Become a Book Review Blogger!
Do you enjoy reading and writing? Become one of the library’s teen bloggers and help other teens find out about books you love. You can be a volunteer at home!
Must be 12-18, in 7th-12th grade and be able to write in a conversational way with minimum grammar and spelling errors.
The Boy in the Striped Pajamas by John Boyne
Review by Dania
The Boy in the Striped Pajamas is truly an inspiring and heartfelt novel that I will never forget. The author, John Boyne, did a masterful job of writing the story with such vivid details that makes the reader empathize with the characters and the plot. It is a remarkable, yet simply told story that connects two exceptionally contradictory themes; the enormity of the Holocaust, and the innocence of a child.
The story unfolds the day that Bruno, a 9-year-old German boy learns that he and his family are moving from Berlin to Auschwitz (or as Bruno calls it, "Out-With"), where his father will serve as the commandment. Bruno was devastated at the notion of leaving their grand mansion, grandparents, city life, and not to mention his three best friends for life. He soon discovers that life at Auschwitz is lonely and desolate, which was completely different from his life back in Berlin. On the day that they arrive in Auschwitz, Bruno finds that there is a huge colony full of men of all ages, countless huts, and soldiers on the other side of a fence just behind their new home. Bruno didn’t understand what the place really was, or what was happening on the other side of the fence because he had been sheltered from hearing about such places. He couldn’t comprehend why such a massive fence was so close to their home, or why countless soldiers were stationed around the fence. Nor was he able to understand who or why these people were wearing matching striped pajamas. However, Bruno was an optimistic and curious child and decided to go "exploring" to truly find out who these people were. Though he later learns that the fence was meant to separate his family from a group of people called “Jews”, he never truly understands why. Bruno lacked any preconceived thoughts about Germans and Jews and was unaware of what made them so different. It was because of his childlike innocence, open-mindedness, and lack of prejudice that Bruno was able to befriend Shmuel, a Jewish boy who lived on the other side of the fence. Bruno's loneliness changed when he met Shmuel, and the two boys started to forge a powerful and meaningful friendship. Although Bruno and Shmuel shared so much in common, Shmuel lived in the deadly concentration camp, which proved to have devastating consequences for their friendship.

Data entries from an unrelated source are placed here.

//! Bone hierarchy extracted from the scene graph.
//!
//! Bones are a projection of scene nodes that is independent of the scene
//! graph: a bone only knows its id, its local transform and its children.

use std::collections::HashMap;

use dae_math::Mat4;

use crate::dae::{NodeId, SceneGraph};

/// A bone: one scene node of an armature subtree.
#[derive(Clone, Debug, PartialEq)]
pub struct Bone {
    /// Node identifier (id, falling back to sid or name)
    pub id: String,

    pub name: Option<String>,

    /// Scope id; skins usually name joints by sid
    pub sid: Option<String>,

    /// Local transform
    pub transform: Mat4,

    /// Indices into [`Skeleton::bones`]
    pub children: Vec<usize>,
}

/// Every bone extracted from a scene, keyed by id.
#[derive(Clone, Debug, Default)]
pub struct Skeleton {
    pub bones: Vec<Bone>,
    pub roots: Vec<usize>,
    by_id: HashMap<String, usize>,
}

impl Skeleton {
    /// Extract bones from every top-level node that has children.
    ///
    /// Each armature subtree is walked breadth-first twice: the first pass
    /// creates the bones, the second links children by id. All armatures
    /// share one id map, so an id seen twice replaces the earlier bone.
    pub fn extract(graph: &SceneGraph) -> Self {
        let mut skeleton = Skeleton::default();
        let armatures: Vec<NodeId> = graph.roots().filter(|&r| !graph.node(r).children.is_empty()).collect();

        let mut visited = Vec::new();
        for &root in &armatures {
            for id in graph.breadth_first(root) {
                skeleton.insert(graph, id);
                visited.push(id);
            }
        }

        for id in visited {
            let node = graph.node(id);
            let children: Vec<usize> = node
                .children
                .iter()
                .filter_map(|&child| skeleton.by_id.get(graph.node(child).identifier()).copied())
                .collect();
            if let Some(&index) = skeleton.by_id.get(node.identifier()) {
                skeleton.bones[index].children = children;
            }
        }

        for root in armatures {
            if let Some(&index) = skeleton.by_id.get(graph.node(root).identifier()) {
                if !skeleton.roots.contains(&index) {
                    skeleton.roots.push(index);
                }
            }
        }

        log::debug!(
            "extracted {} bones from {} armatures",
            skeleton.bones.len(),
            skeleton.roots.len()
        );
        skeleton
    }

    fn insert(&mut self, graph: &SceneGraph, id: NodeId) {
        let node = graph.node(id);
        let bone = Bone {
            id: node.identifier().to_string(),
            name: node.name.clone(),
            sid: node.sid.clone(),
            transform: node.transform,
            children: Vec::new(),
        };

        match self.by_id.get(&bone.id) {
            Some(&index) => {
                log::warn!("bone '{}' appears in more than one armature, replacing it", bone.id);
                self.bones[index] = bone;
            }
            None => {
                self.by_id.insert(bone.id.clone(), self.bones.len());
                self.bones.push(bone);
            }
        }
    }

    pub fn len(&self) -> usize {
        self.bones.len()
    }

    pub fn is_empty(&self) -> bool {
        self.bones.is_empty()
    }

    pub fn bone(&self, id: &str) -> Option<&Bone> {
        self.by_id.get(id).map(|&index| &self.bones[index])
    }

    /// Ids of a bone's children, in document order.
    pub fn child_ids(&self, id: &str) -> Vec<&str> {
        self.bone(id)
            .map(|bone| bone.children.iter().map(|&c| self.bones[c].id.as_str()).collect())
            .unwrap_or_default()
    }

    /// The bone a skin joint name refers to: matched by sid first, then id.
    pub fn find_joint(&self, name: &str) -> Option<&Bone> {
        self.bones
            .iter()
            .find(|bone| bone.sid.as_deref() == Some(name))
            .or_else(|| self.bone(name))
    }
}

#[cfg(test)]
mod tests {
    use super::*;
    use crate::dae::parse_visual_scene;

    fn graph(text: &str) -> SceneGraph {
        let doc = roxmltree::Document::parse(text).unwrap();
        let mut graph = SceneGraph::default();
        parse_visual_scene(doc.root_element(), &mut graph).unwrap();
        graph
    }

    #[test]
    fn test_extract_tree() {
        let graph = graph(
            r#"<visual_scene id="Scene">
                <node id="A">
                  <node id="B" sid="Bone_B"><node id="D"/></node>
                  <node id="C"/>
                </node>
                <node id="Lonely"/>
              </visual_scene>"#,
        );
        let skeleton = Skeleton::extract(&graph);

        assert_eq!(skeleton.len(), 4);
        assert_eq!(skeleton.child_ids("A"), vec!["B", "C"]);
        assert_eq!(skeleton.child_ids("B"), vec!["D"]);
        assert!(skeleton.child_ids("D").is_empty());
        assert!(skeleton.bone("Lonely").is_none());
        assert_eq!(skeleton.roots.len(), 1);
        assert_eq!(skeleton.find_joint("Bone_B").unwrap().id, "B");
        assert_eq!(skeleton.find_joint("C").unwrap().id, "C");
    }

    #[test]
    fn test_shared_id_overwrites() {
        let graph = graph(
            r#"<visual_scene id="Scene">
                <node id="Rig1"><node id="Shared"><node id="Leaf1"/></node></node>
                <node id="Rig2"><node id="Shared"><translate>1 0 0</translate></node></node>
              </visual_scene>"#,
        );
        let skeleton = Skeleton::extract(&graph);

        // Rig1, Shared, Leaf1, Rig2
        assert_eq!(skeleton.len(), 4);
        assert_eq!(skeleton.roots.len(), 2);
        let shared = skeleton.bone("Shared").unwrap();
        assert!((shared.transform.w_axis.x - 1.0).abs() < 0.001);
        assert!(skeleton.child_ids("Shared").is_empty());
        assert_eq!(skeleton.child_ids("Rig1"), vec!["Shared"]);
    }
}
//! DAE Core - COLLADA model loading for real-time rendering.
//!
//! This crate provides:
//!
//! - **COLLADA parsing**: geometries, skins, visual scenes, effects,
//!   materials and animations from `.dae` documents
//! - **Resolved models**: `ModelData` with packed interleaved vertex and
//!   index buffers, bound materials and an extracted bone hierarchy
//! - **Model cache**: path-keyed loading with parallel batch loads
//!
//! # Example
//!
//! ```ignore
//! use dae_core::dae::load_dae;
//!
//! let model = load_dae("character.dae")?;
//! println!("Loaded {} meshes, {} bones",
//!     model.mesh_count(),
//!     model.skeleton.len());
//! ```

pub mod dae;
pub mod dump;
pub mod mesh;
pub mod model;
pub mod skeleton;

pub use dae_math as math;

// Re-export commonly used types
pub use dae::{load_dae, load_dae_from_string, load_dae_with_options, LoadError, LoadOptions, ModelCache, ParseError};
pub use dump::{Dump, DumpTree};
pub use mesh::{FacePolicy, Mesh, Polylist, VertexLayout};
pub use model::{Material, ModelData, ModelSummary};
pub use skeleton::{Bone, Skeleton};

I have read countless books on the Holocaust, but this was a novel that stood out to me. The author shows the reader the horrors of the Holocaust through two young boys who are virtual mirror images of each other. It is quite tragic to think that Shmuel could be exactly where Bruno was, only if he wasn't Jewish. Bruno was German, blissfully ignorant, and healthy, while Shmuel was Polish, hopeless, starved, and full of fear. "The Boy in the Striped Pajamas", while quite sad, is definitely a story worth reading. The bond created between Bruno and Shmuel demonstrates the heartbreak that Jews must have felt when their friends and family were mercilessly killed right in front of their eyes. Although the novel covers a grisly subject, "The Boy in the Striped Pajamas" is a touching story of two boys who find security, comfort, and bravery through their extraordinary friendship.

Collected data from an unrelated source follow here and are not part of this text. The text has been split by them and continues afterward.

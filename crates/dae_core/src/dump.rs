//! Indented diagnostic dumps of a loaded model.
//!
//! ```ignore
//! use dae_core::dump::{Dump, DumpTree};
//!
//! let mut dump = Dump::new(std::io::stdout().lock());
//! model.dump_into(&mut dump)?;
//! ```

use std::fmt;
use std::io::{self, Write};

use crate::dae::{Animation, ColorSource, Effect, NodeId, SceneGraph};
use crate::mesh::{Mesh, MeshSkin, Polylist};
use crate::model::{Material, ModelData};
use crate::skeleton::Skeleton;

const INDENT: &str = "  ";

/// Indentation-aware line writer.
pub struct Dump<W: Write> {
    out: W,
    depth: usize,
}

impl<W: Write> Dump<W> {
    pub fn new(out: W) -> Self {
        Self { out, depth: 0 }
    }

    /// Write one line at the current depth.
    pub fn line(&mut self, args: fmt::Arguments<'_>) -> io::Result<()> {
        for _ in 0..self.depth {
            self.out.write_all(INDENT.as_bytes())?;
        }
        self.out.write_fmt(args)?;
        self.out.write_all(b"\n")
    }

    /// Run `body` one level deeper.
    pub fn nested(&mut self, body: impl FnOnce(&mut Self) -> io::Result<()>) -> io::Result<()> {
        self.depth += 1;
        let result = body(self);
        self.depth -= 1;
        result
    }

    pub fn into_inner(self) -> W {
        self.out
    }
}

/// Types that can describe themselves into a [`Dump`].
pub trait DumpTree {
    fn dump_into<W: Write>(&self, dump: &mut Dump<W>) -> io::Result<()>;

    /// Render the dump into a string.
    fn dump_string(&self) -> io::Result<String> {
        let mut dump = Dump::new(Vec::new());
        self.dump_into(&mut dump)?;
        Ok(String::from_utf8_lossy(&dump.into_inner()).into_owned())
    }
}

impl DumpTree for ModelData {
    fn dump_into<W: Write>(&self, dump: &mut Dump<W>) -> io::Result<()> {
        dump.line(format_args!("Model[name:'{}', version:'{}']", self.name, self.version))?;
        dump.nested(|dump| {
            for mesh in self.sorted_meshes() {
                mesh.dump_into(dump)?;
            }
            self.skeleton.dump_into(dump)?;
            self.scene.dump_into(dump)?;

            let mut animations: Vec<&Animation> = self.animations.values().collect();
            animations.sort_by(|a, b| a.id.cmp(&b.id));
            for animation in animations {
                animation.dump_into(dump)?;
            }
            Ok(())
        })
    }
}

impl DumpTree for Mesh {
    fn dump_into<W: Write>(&self, dump: &mut Dump<W>) -> io::Result<()> {
        dump.line(format_args!(
            "Mesh[id:'{}', name:'{}', polylists:{}]",
            self.id,
            self.name,
            self.polylists.len()
        ))?;
        dump.nested(|dump| {
            if let Some(skin) = &self.skin {
                skin.dump_into(dump)?;
            }
            for polylist in &self.polylists {
                polylist.dump_into(dump)?;
            }
            for (symbol, material) in &self.materials {
                dump.line(format_args!("bind '{}' ->", symbol))?;
                dump.nested(|dump| material.dump_into(dump))?;
            }
            Ok(())
        })
    }
}

impl DumpTree for MeshSkin {
    fn dump_into<W: Write>(&self, dump: &mut Dump<W>) -> io::Result<()> {
        dump.line(format_args!(
            "Skin[controller:'{}', joints:{}, max_influences:{}]",
            self.controller_id,
            self.joints.len(),
            self.max_influences
        ))?;
        dump.nested(|dump| {
            for joint in &self.joints {
                dump.line(format_args!("Joint[index:{}, name:'{}']", joint.index, joint.name))?;
            }
            Ok(())
        })
    }
}

impl DumpTree for Polylist {
    fn dump_into<W: Write>(&self, dump: &mut Dump<W>) -> io::Result<()> {
        dump.line(format_args!(
            "Polylist[material:{:?}, faces:{}, vertices:{}, elements_per_vertex:{}, indices:{}, non_triangles:{}]",
            self.material_symbol,
            self.face_count(),
            self.vertex_count(),
            self.layout.elements_per_vertex(),
            self.ibo_buffer.len(),
            self.non_triangle_faces
        ))
    }
}

impl DumpTree for Material {
    fn dump_into<W: Write>(&self, dump: &mut Dump<W>) -> io::Result<()> {
        dump.line(format_args!("Material[id:'{}', name:'{}']", self.id, self.name))?;
        dump.nested(|dump| self.effect.dump_into(dump))
    }
}

struct ColorDisplay<'a>(&'a Option<ColorSource>);

impl fmt::Display for ColorDisplay<'_> {
    fn fmt(&self, f: &mut fmt::Formatter<'_>) -> fmt::Result {
        match self.0 {
            None => f.write_str("-"),
            Some(ColorSource::Color(c)) => write!(f, "({:.3}, {:.3}, {:.3}, {:.3})", c.x, c.y, c.z, c.w),
            Some(ColorSource::Texture { texture, .. }) => write!(f, "texture '{}'", texture),
        }
    }
}

impl DumpTree for Effect {
    fn dump_into<W: Write>(&self, dump: &mut Dump<W>) -> io::Result<()> {
        let phong = self.phong();
        dump.line(format_args!("Effect[id:'{}']", self.id))?;
        dump.nested(|dump| {
            dump.line(format_args!(
                "Phong[emission:{}, ambient:{}, diffuse:{}, specular:{}, shininess:{:?}]",
                ColorDisplay(&phong.emission),
                ColorDisplay(&phong.ambient),
                ColorDisplay(&phong.diffuse),
                ColorDisplay(&phong.specular),
                phong.shininess
            ))
        })
    }
}

impl DumpTree for Skeleton {
    fn dump_into<W: Write>(&self, dump: &mut Dump<W>) -> io::Result<()> {
        fn bone<W: Write>(skeleton: &Skeleton, index: usize, dump: &mut Dump<W>) -> io::Result<()> {
            let entry = &skeleton.bones[index];
            dump.line(format_args!("Bone[id:'{}']", entry.id))?;
            dump.nested(|dump| {
                for &child in &entry.children {
                    bone(skeleton, child, dump)?;
                }
                Ok(())
            })
        }

        dump.line(format_args!("Skeleton[bones:{}]", self.len()))?;
        dump.nested(|dump| {
            for &root in &self.roots {
                bone(self, root, dump)?;
            }
            Ok(())
        })
    }
}

impl DumpTree for SceneGraph {
    fn dump_into<W: Write>(&self, dump: &mut Dump<W>) -> io::Result<()> {
        fn node<W: Write>(graph: &SceneGraph, id: NodeId, dump: &mut Dump<W>) -> io::Result<()> {
            let scene_node = graph.node(id);
            dump.line(format_args!(
                "Node[id:'{}', kind:{:?}, instances:{}]",
                scene_node.identifier(),
                scene_node.kind,
                scene_node.instances.len()
            ))?;
            dump.nested(|dump| {
                for instance in &scene_node.instances {
                    dump.line(format_args!("instance '{}'", instance.reference_url()))?;
                }
                for &child in &scene_node.children {
                    node(graph, child, dump)?;
                }
                Ok(())
            })
        }

        for scene in &self.scenes {
            dump.line(format_args!("VisualScene[id:'{}', nodes:{}]", scene.id, scene.roots.len()))?;
            dump.nested(|dump| {
                for &root in &scene.roots {
                    node(self, root, dump)?;
                }
                Ok(())
            })?;
        }
        Ok(())
    }
}

impl DumpTree for Animation {
    fn dump_into<W: Write>(&self, dump: &mut Dump<W>) -> io::Result<()> {
        dump.line(format_args!(
            "Animation[id:'{}', target:{:?}, sources:{}, samplers:{}]",
            self.id,
            self.channel_target,
            self.sources.len(),
            self.sampler.len()
        ))
    }
}
// Re-export glam for convenience
pub use glam::*;

// COLLADA matrix conventions
mod transform;
pub use transform::Mat4Ext;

After reading this novel several times, I have come to understand the true theme of the novel: the gift of friendship. Even though Bruno and Shmuel belonged to different worlds, one in a Jewish concentration camp, and the other as the son of a Nazi commander, innocence and love always outweigh political boundaries. The two boys showed us the true meaning of friendship despite their different ethnical backgrounds.
I'd rate “The Boy in the Striped Pajamas” a 9/10, just because I wasn’t quite fond of the ending. However, I’d highly recommend this novel to older youth who enjoy learning about the Holocaust, World War II, or Historical Fiction novels!